(Collected data)
────────

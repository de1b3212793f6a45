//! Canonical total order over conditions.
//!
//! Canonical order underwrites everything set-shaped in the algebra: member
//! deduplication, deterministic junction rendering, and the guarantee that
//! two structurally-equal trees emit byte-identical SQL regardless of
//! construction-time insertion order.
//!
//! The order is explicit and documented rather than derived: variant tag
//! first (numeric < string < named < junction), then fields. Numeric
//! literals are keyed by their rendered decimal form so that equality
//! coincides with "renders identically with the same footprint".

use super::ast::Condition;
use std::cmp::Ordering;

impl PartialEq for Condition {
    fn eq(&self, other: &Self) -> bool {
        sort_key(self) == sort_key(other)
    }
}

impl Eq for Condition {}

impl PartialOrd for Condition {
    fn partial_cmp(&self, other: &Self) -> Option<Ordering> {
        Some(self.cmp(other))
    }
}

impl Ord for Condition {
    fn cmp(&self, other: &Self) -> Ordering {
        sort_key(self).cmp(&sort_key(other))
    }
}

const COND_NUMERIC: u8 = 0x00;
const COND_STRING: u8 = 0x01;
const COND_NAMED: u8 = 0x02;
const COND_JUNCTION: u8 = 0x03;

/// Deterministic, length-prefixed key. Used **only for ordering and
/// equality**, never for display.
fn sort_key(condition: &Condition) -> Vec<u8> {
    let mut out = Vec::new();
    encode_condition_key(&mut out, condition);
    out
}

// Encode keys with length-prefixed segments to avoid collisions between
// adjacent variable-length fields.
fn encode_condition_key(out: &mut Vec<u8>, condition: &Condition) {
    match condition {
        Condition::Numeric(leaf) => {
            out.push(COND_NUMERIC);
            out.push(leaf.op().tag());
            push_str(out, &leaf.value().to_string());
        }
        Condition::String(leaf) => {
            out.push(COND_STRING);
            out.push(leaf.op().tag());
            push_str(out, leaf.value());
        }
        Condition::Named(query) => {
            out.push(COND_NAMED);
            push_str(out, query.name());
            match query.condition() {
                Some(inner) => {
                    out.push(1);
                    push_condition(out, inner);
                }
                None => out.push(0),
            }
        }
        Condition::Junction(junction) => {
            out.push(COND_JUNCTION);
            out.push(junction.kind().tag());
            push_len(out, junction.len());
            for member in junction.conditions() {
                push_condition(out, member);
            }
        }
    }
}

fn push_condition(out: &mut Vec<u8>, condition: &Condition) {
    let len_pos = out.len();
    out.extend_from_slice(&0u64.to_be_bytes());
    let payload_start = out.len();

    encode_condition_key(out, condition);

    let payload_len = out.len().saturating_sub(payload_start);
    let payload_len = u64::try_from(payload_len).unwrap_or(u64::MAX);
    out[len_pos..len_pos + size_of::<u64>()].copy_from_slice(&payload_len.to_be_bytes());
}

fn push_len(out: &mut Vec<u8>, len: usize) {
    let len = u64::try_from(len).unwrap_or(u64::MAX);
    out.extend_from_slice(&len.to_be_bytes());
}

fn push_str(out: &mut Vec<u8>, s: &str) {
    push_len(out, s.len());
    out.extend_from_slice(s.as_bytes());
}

────────

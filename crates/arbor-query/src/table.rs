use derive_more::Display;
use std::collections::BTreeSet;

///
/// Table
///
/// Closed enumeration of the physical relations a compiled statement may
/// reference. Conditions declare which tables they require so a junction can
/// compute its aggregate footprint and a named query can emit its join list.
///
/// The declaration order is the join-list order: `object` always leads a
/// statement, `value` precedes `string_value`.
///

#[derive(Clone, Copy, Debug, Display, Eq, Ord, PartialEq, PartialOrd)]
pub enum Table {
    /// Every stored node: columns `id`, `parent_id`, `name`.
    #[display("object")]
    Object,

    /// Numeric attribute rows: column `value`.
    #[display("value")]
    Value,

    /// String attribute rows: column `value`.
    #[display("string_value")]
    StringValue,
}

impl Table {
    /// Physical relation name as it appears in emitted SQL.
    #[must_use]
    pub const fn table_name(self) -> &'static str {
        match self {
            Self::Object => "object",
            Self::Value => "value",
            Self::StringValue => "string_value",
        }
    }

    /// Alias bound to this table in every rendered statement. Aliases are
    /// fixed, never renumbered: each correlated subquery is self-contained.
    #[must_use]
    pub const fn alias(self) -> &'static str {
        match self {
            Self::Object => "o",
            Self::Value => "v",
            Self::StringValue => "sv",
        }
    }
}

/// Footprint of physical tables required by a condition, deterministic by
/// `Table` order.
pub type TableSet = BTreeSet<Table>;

────────

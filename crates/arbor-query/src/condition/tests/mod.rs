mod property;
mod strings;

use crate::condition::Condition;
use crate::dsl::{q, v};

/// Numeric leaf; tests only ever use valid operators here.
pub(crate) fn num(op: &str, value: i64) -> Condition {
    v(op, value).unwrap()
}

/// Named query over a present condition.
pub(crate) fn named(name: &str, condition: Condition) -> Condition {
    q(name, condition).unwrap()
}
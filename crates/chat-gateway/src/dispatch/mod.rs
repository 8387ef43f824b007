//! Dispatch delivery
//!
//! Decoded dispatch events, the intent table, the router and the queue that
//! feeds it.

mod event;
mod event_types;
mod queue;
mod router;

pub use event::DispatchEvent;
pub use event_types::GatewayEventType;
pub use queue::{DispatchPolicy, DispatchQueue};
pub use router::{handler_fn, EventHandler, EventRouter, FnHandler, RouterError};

────────

> Activity
Reproduce the lines above, beginning at the line with "filename crates/arbor-query/src/condition/tests/mod.rs" and stopping after the line with "filename crates/chat-gateway/src/dispatch/mod.rs", exactly as they are.

> Final answer
filename crates/arbor-query/src/condition/tests/mod.rs
mod property;
mod strings;

use crate::condition::Condition;
use crate::dsl::{q, v};

/// Numeric leaf; tests only ever use valid operators here.
pub(crate) fn num(op: &str, value: i64) -> Condition {
    v(op, value).unwrap()
}

/// Named query over a present condition.
pub(crate) fn named(name: &str, condition: Condition) -> Condition {
    q(name, condition).unwrap()
}
filename crates/chat-gateway/src/dispatch/mod.rs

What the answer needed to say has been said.